▸ **Problem requirements**
In full and without alteration, print the entries.

▸ **Material for this task**

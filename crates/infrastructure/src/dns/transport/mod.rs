pub mod endpoint;
pub mod https;
#[cfg(feature = "dns-over-quic")]
pub mod quic;
pub mod tcp;
pub mod tls;
pub mod udp;

use async_trait::async_trait;
use sluice_dns_domain::{DomainError, UpstreamProtocol};
use std::sync::Arc;
use std::time::Duration;
use tokio::io::{AsyncRead, AsyncReadExt, AsyncWrite, AsyncWriteExt};

pub use endpoint::Endpoint;

/// Largest DNS message accepted over a stream transport.
pub const MAX_STREAM_MESSAGE_SIZE: usize = u16::MAX as usize;

/// Result of a raw DNS transport operation
#[derive(Debug)]
pub struct TransportResponse {
    /// Raw DNS response bytes (wire format)
    pub bytes: Vec<u8>,
    /// Which protocol was used
    pub protocol_used: &'static str,
}

/// Trait for sending raw DNS messages over the wire
#[async_trait]
pub trait DnsTransport: Send + Sync {
    async fn send(
        &self,
        message_bytes: &[u8],
        timeout: Duration,
    ) -> Result<TransportResponse, DomainError>;

    fn protocol_name(&self) -> &'static str;
}

/// Enum-dispatched transport, one per upstream.
pub enum Transport {
    Udp(udp::UdpTransport),
    Tcp(tcp::TcpTransport),
    #[cfg(feature = "dns-over-rustls")]
    Tls(tls::TlsTransport),
    #[cfg(feature = "dns-over-https")]
    Https(https::HttpsTransport),
    #[cfg(feature = "dns-over-quic")]
    Quic(quic::QuicTransport),
}

impl Transport {
    pub async fn send(
        &self,
        message_bytes: &[u8],
        timeout: Duration,
    ) -> Result<TransportResponse, DomainError> {
        match self {
            Self::Udp(t) => DnsTransport::send(t, message_bytes, timeout).await,
            Self::Tcp(t) => DnsTransport::send(t, message_bytes, timeout).await,
            #[cfg(feature = "dns-over-rustls")]
            Self::Tls(t) => DnsTransport::send(t, message_bytes, timeout).await,
            #[cfg(feature = "dns-over-https")]
            Self::Https(t) => DnsTransport::send(t, message_bytes, timeout).await,
            #[cfg(feature = "dns-over-quic")]
            Self::Quic(t) => DnsTransport::send(t, message_bytes, timeout).await,
        }
    }

    pub fn protocol_name(&self) -> &'static str {
        match self {
            Self::Udp(_) => "UDP",
            Self::Tcp(_) => "TCP",
            #[cfg(feature = "dns-over-rustls")]
            Self::Tls(_) => "TLS",
            #[cfg(feature = "dns-over-https")]
            Self::Https(_) => "HTTPS",
            #[cfg(feature = "dns-over-quic")]
            Self::Quic(_) => "QUIC",
        }
    }
}

/// Shared material for building the transports of one upstream group.
#[derive(Clone)]
pub struct TransportContext {
    pub bootstrap: Arc<dyn sluice_dns_application::ports::BootstrapResolver>,
    pub prefer_ipv6: bool,
    pub timeout: Duration,
    pub tls: Arc<rustls::ClientConfig>,
    pub doh_tls: Arc<rustls::ClientConfig>,
}

/// Creates the transport for one parsed upstream.
///
/// No network I/O happens here; hostnames are resolved on first use.
pub fn create_transport(
    protocol: &UpstreamProtocol,
    ctx: &TransportContext,
) -> Result<Transport, DomainError> {
    let endpoint = || {
        Arc::new(Endpoint::new(
            protocol.host(),
            protocol.port(),
            ctx.bootstrap.clone(),
            ctx.prefer_ipv6,
        ))
    };

    match protocol {
        UpstreamProtocol::Udp { .. } => Ok(Transport::Udp(udp::UdpTransport::new(endpoint()))),
        UpstreamProtocol::Tcp { .. } => Ok(Transport::Tcp(tcp::TcpTransport::new(endpoint()))),

        #[cfg(feature = "dns-over-rustls")]
        UpstreamProtocol::Tls { host, .. } => Ok(Transport::Tls(tls::TlsTransport::new(
            endpoint(),
            host,
            ctx.tls.clone(),
        )?)),

        #[cfg(not(feature = "dns-over-rustls"))]
        UpstreamProtocol::Tls { .. } => Err(DomainError::InvalidUpstream(format!(
            "TLS feature not enabled, cannot use {}",
            protocol
        ))),

        #[cfg(feature = "dns-over-https")]
        UpstreamProtocol::Https { .. } | UpstreamProtocol::H3 { .. } => Ok(Transport::Https(
            https::HttpsTransport::new(protocol, ctx)?,
        )),

        #[cfg(not(feature = "dns-over-https"))]
        UpstreamProtocol::Https { .. } | UpstreamProtocol::H3 { .. } => {
            Err(DomainError::InvalidUpstream(format!(
                "HTTPS feature not enabled, cannot use {}",
                protocol
            )))
        }

        #[cfg(feature = "dns-over-quic")]
        UpstreamProtocol::Quic { host, .. } => Ok(Transport::Quic(quic::QuicTransport::new(
            endpoint(),
            Arc::from(host.as_str()),
            &ctx.tls,
        )?)),

        #[cfg(not(feature = "dns-over-quic"))]
        UpstreamProtocol::Quic { .. } => Err(DomainError::InvalidUpstream(format!(
            "QUIC feature not enabled, cannot use {}",
            protocol
        ))),
    }
}

/// One length-prefixed exchange over a stream (TCP and DoT framing).
pub(crate) async fn exchange_framed<S>(
    stream: &mut S,
    message_bytes: &[u8],
    timeout: Duration,
    peer: &str,
) -> Result<Vec<u8>, DomainError>
where
    S: AsyncRead + AsyncWrite + Unpin,
{
    if message_bytes.len() > MAX_STREAM_MESSAGE_SIZE {
        return Err(DomainError::InvalidContent(format!(
            "DNS message of {} bytes is too large",
            message_bytes.len()
        )));
    }

    let mut request = Vec::with_capacity(2 + message_bytes.len());
    request.extend_from_slice(&(message_bytes.len() as u16).to_be_bytes());
    request.extend_from_slice(message_bytes);

    let io = async {
        stream.write_all(&request).await?;
        stream.flush().await?;

        let mut len_buf = [0u8; 2];
        stream.read_exact(&mut len_buf).await?;
        let mut response = vec![0u8; u16::from_be_bytes(len_buf) as usize];
        stream.read_exact(&mut response).await?;
        Ok::<_, std::io::Error>(response)
    };

    tokio::time::timeout(timeout, io)
        .await
        .map_err(|_| DomainError::Network(format!("Timeout waiting for response from {}", peer)))?
        .map_err(|e| DomainError::Network(format!("Exchange with {} failed: {}", peer, e)))
}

▸ **Exercise solution**
filename crates/infrastructure/src/dns/transport/mod.rs
pub mod endpoint;
pub mod https;
#[cfg(feature = "dns-over-quic")]
pub mod quic;
pub mod tcp;
pub mod tls;
pub mod udp;

use async_trait::async_trait;
use sluice_dns_domain::{DomainError, UpstreamProtocol};
use std::sync::Arc;
use std::time::Duration;
use tokio::io::{AsyncRead, AsyncReadExt, AsyncWrite, AsyncWriteExt};

pub use endpoint::Endpoint;

/// Largest DNS message accepted over a stream transport.
pub const MAX_STREAM_MESSAGE_SIZE: usize = u16::MAX as usize;

/// Result of a raw DNS transport operation
#[derive(Debug)]
pub struct TransportResponse {
    /// Raw DNS response bytes (wire format)
    pub bytes: Vec<u8>,
    /// Which protocol was used
    pub protocol_used: &'static str,
}

/// Trait for sending raw DNS messages over the wire
#[async_trait]
pub trait DnsTransport: Send + Sync {
    async fn send(
        &self,
        message_bytes: &[u8],
        timeout: Duration,
    ) -> Result<TransportResponse, DomainError>;

    fn protocol_name(&self) -> &'static str;
}

/// Enum-dispatched transport, one per upstream.
pub enum Transport {
    Udp(udp::UdpTransport),
    Tcp(tcp::TcpTransport),
    #[cfg(feature = "dns-over-rustls")]
    Tls(tls::TlsTransport),
    #[cfg(feature = "dns-over-https")]
    Https(https::HttpsTransport),
    #[cfg(feature = "dns-over-quic")]
    Quic(quic::QuicTransport),
}

impl Transport {
    pub async fn send(
        &self,
        message_bytes: &[u8],
        timeout: Duration,
    ) -> Result<TransportResponse, DomainError> {
        match self {
            Self::Udp(t) => DnsTransport::send(t, message_bytes, timeout).await,
            Self::Tcp(t) => DnsTransport::send(t, message_bytes, timeout).await,
            #[cfg(feature = "dns-over-rustls")]
            Self::Tls(t) => DnsTransport::send(t, message_bytes, timeout).await,
            #[cfg(feature = "dns-over-https")]
            Self::Https(t) => DnsTransport::send(t, message_bytes, timeout).await,
            #[cfg(feature = "dns-over-quic")]
            Self::Quic(t) => DnsTransport::send(t, message_bytes, timeout).await,
        }
    }

    pub fn protocol_name(&self) -> &'static str {
        match self {
            Self::Udp(_) => "UDP",
            Self::Tcp(_) => "TCP",
            #[cfg(feature = "dns-over-rustls")]
            Self::Tls(_) => "TLS",
            #[cfg(feature = "dns-over-https")]
            Self::Https(_) => "HTTPS",
            #[cfg(feature = "dns-over-quic")]
            Self::Quic(_) => "QUIC",
        }
    }
}

/// Shared material for building the transports of one upstream group.
#[derive(Clone)]
pub struct TransportContext {
    pub bootstrap: Arc<dyn sluice_dns_application::ports::BootstrapResolver>,
    pub prefer_ipv6: bool,
    pub timeout: Duration,
    pub tls: Arc<rustls::ClientConfig>,
    pub doh_tls: Arc<rustls::ClientConfig>,
}

/// Creates the transport for one parsed upstream.
///
/// No network I/O happens here; hostnames are resolved on first use.
pub fn create_transport(
    protocol: &UpstreamProtocol,
    ctx: &TransportContext,
) -> Result<Transport, DomainError> {
    let endpoint = || {
        Arc::new(Endpoint::new(
            protocol.host(),
            protocol.port(),
            ctx.bootstrap.clone(),
            ctx.prefer_ipv6,
        ))
    };

    match protocol {
        UpstreamProtocol::Udp { .. } => Ok(Transport::Udp(udp::UdpTransport::new(endpoint()))),
        UpstreamProtocol::Tcp { .. } => Ok(Transport::Tcp(tcp::TcpTransport::new(endpoint()))),

        #[cfg(feature = "dns-over-rustls")]
        UpstreamProtocol::Tls { host, .. } => Ok(Transport::Tls(tls::TlsTransport::new(
            endpoint(),
            host,
            ctx.tls.clone(),
        )?)),

        #[cfg(not(feature = "dns-over-rustls"))]
        UpstreamProtocol::Tls { .. } => Err(DomainError::InvalidUpstream(format!(
            "TLS feature not enabled, cannot use {}",
            protocol
        ))),

        #[cfg(feature = "dns-over-https")]
        UpstreamProtocol::Https { .. } | UpstreamProtocol::H3 { .. } => Ok(Transport::Https(
            https::HttpsTransport::new(protocol, ctx)?,
        )),

        #[cfg(not(feature = "dns-over-https"))]
        UpstreamProtocol::Https { .. } | UpstreamProtocol::H3 { .. } => {
            Err(DomainError::InvalidUpstream(format!(
                "HTTPS feature not enabled, cannot use {}",
                protocol
            )))
        }

        #[cfg(feature = "dns-over-quic")]
        UpstreamProtocol::Quic { host, .. } => Ok(Transport::Quic(quic::QuicTransport::new(
            endpoint(),
            Arc::from(host.as_str()),
            &ctx.tls,
        )?)),

        #[cfg(not(feature = "dns-over-quic"))]
        UpstreamProtocol::Quic { .. } => Err(DomainError::InvalidUpstream(format!(
            "QUIC feature not enabled, cannot use {}",
            protocol
        ))),
    }
}

/// One length-prefixed exchange over a stream (TCP and DoT framing).
pub(crate) async fn exchange_framed<S>(
    stream: &mut S,
    message_bytes: &[u8],
    timeout: Duration,
    peer: &str,
) -> Result<Vec<u8>, DomainError>
where
    S: AsyncRead + AsyncWrite + Unpin,
{
    if message_bytes.len() > MAX_STREAM_MESSAGE_SIZE {
        return Err(DomainError::InvalidContent(format!(
            "DNS message of {} bytes is too large",
            message_bytes.len()
        )));
    }

    let mut request = Vec::with_capacity(2 + message_bytes.len());
    request.extend_from_slice(&(message_bytes.len() as u16).to_be_bytes());
    request.extend_from_slice(message_bytes);

    let io = async {
        stream.write_all(&request).await?;
        stream.flush().await?;

        let mut len_buf = [0u8; 2];
        stream.read_exact(&mut len_buf).await?;
        let mut response = vec![0u8; u16::from_be_bytes(len_buf) as usize];
        stream.read_exact(&mut response).await?;
        Ok::<_, std::io::Error>(response)
    };

    tokio::time::timeout(timeout, io)
        .await
        .map_err(|_| DomainError::Network(format!("Timeout waiting for response from {}", peer)))?
        .map_err(|e| DomainError::Network(format!("Exchange with {} failed: {}", peer, e)))
}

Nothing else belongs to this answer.